Activity:
Search the records for the string "SystemRunner" and copy every line where it turns up.

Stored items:
● ● ●
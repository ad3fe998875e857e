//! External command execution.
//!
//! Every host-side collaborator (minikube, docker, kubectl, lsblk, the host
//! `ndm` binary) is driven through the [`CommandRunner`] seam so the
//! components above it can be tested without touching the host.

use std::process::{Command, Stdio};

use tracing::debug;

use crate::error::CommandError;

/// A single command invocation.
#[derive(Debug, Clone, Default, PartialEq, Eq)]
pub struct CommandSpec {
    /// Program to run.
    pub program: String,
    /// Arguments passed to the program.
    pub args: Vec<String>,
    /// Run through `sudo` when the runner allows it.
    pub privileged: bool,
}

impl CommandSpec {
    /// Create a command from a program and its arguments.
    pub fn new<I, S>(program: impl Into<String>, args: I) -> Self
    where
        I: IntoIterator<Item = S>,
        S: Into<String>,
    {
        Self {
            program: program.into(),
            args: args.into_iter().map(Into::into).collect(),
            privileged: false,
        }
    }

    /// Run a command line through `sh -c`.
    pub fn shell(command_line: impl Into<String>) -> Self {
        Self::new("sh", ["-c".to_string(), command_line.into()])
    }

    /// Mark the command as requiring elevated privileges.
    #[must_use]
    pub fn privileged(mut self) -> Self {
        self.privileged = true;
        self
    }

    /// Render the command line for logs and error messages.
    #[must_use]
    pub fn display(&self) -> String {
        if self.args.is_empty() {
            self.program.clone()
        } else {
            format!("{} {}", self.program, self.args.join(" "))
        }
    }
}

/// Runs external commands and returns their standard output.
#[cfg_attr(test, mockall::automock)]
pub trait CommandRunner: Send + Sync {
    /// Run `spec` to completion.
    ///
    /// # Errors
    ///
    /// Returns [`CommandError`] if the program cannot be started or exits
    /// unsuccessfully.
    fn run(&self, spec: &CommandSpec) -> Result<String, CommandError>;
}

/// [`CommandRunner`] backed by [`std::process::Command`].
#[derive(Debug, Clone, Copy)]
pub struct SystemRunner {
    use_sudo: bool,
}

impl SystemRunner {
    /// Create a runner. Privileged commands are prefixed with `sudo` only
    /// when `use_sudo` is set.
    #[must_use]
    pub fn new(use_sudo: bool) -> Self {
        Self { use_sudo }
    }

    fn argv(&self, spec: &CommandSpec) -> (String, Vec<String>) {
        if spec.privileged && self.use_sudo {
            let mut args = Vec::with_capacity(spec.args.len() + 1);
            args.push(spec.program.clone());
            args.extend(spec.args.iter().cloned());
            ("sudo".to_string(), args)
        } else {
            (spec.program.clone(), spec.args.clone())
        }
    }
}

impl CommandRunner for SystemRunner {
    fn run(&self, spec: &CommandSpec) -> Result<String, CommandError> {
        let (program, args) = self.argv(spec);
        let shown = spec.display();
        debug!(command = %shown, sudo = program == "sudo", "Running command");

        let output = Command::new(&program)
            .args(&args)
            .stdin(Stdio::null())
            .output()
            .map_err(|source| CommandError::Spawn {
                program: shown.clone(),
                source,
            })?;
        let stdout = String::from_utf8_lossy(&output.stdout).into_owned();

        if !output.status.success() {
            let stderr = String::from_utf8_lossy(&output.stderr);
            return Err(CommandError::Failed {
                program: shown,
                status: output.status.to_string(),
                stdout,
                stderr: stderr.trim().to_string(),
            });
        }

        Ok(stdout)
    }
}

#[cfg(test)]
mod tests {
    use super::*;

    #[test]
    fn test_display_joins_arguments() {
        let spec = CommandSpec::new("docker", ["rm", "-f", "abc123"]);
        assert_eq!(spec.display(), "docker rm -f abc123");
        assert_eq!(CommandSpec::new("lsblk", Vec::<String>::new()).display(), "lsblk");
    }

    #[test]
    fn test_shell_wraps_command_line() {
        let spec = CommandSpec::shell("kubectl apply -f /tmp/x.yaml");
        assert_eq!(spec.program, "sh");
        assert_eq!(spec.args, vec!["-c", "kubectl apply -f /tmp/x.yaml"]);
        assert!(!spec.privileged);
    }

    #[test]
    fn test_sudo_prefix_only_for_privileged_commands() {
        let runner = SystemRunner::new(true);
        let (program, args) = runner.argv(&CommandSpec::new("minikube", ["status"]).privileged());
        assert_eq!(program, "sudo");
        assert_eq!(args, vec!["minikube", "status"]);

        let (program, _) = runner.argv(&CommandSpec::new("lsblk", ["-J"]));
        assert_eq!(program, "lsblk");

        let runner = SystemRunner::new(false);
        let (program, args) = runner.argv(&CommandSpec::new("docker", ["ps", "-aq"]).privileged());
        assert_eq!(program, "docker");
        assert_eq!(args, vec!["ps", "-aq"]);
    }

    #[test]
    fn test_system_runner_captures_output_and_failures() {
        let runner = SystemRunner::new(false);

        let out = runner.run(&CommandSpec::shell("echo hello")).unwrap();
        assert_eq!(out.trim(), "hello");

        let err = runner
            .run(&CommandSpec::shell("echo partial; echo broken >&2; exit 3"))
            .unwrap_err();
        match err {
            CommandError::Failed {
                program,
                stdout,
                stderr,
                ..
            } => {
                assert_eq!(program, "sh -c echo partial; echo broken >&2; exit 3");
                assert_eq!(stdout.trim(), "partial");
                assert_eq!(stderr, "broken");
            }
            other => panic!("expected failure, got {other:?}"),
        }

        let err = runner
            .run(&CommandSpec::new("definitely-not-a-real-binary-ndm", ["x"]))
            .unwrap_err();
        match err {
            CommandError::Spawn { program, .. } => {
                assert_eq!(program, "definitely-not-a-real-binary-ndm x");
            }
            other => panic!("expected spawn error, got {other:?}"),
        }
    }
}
● ● ●
Answer area:
pub struct SystemRunner {
impl SystemRunner {
impl CommandRunner for SystemRunner {
        let runner = SystemRunner::new(true);
        let runner = SystemRunner::new(false);
        let runner = SystemRunner::new(false);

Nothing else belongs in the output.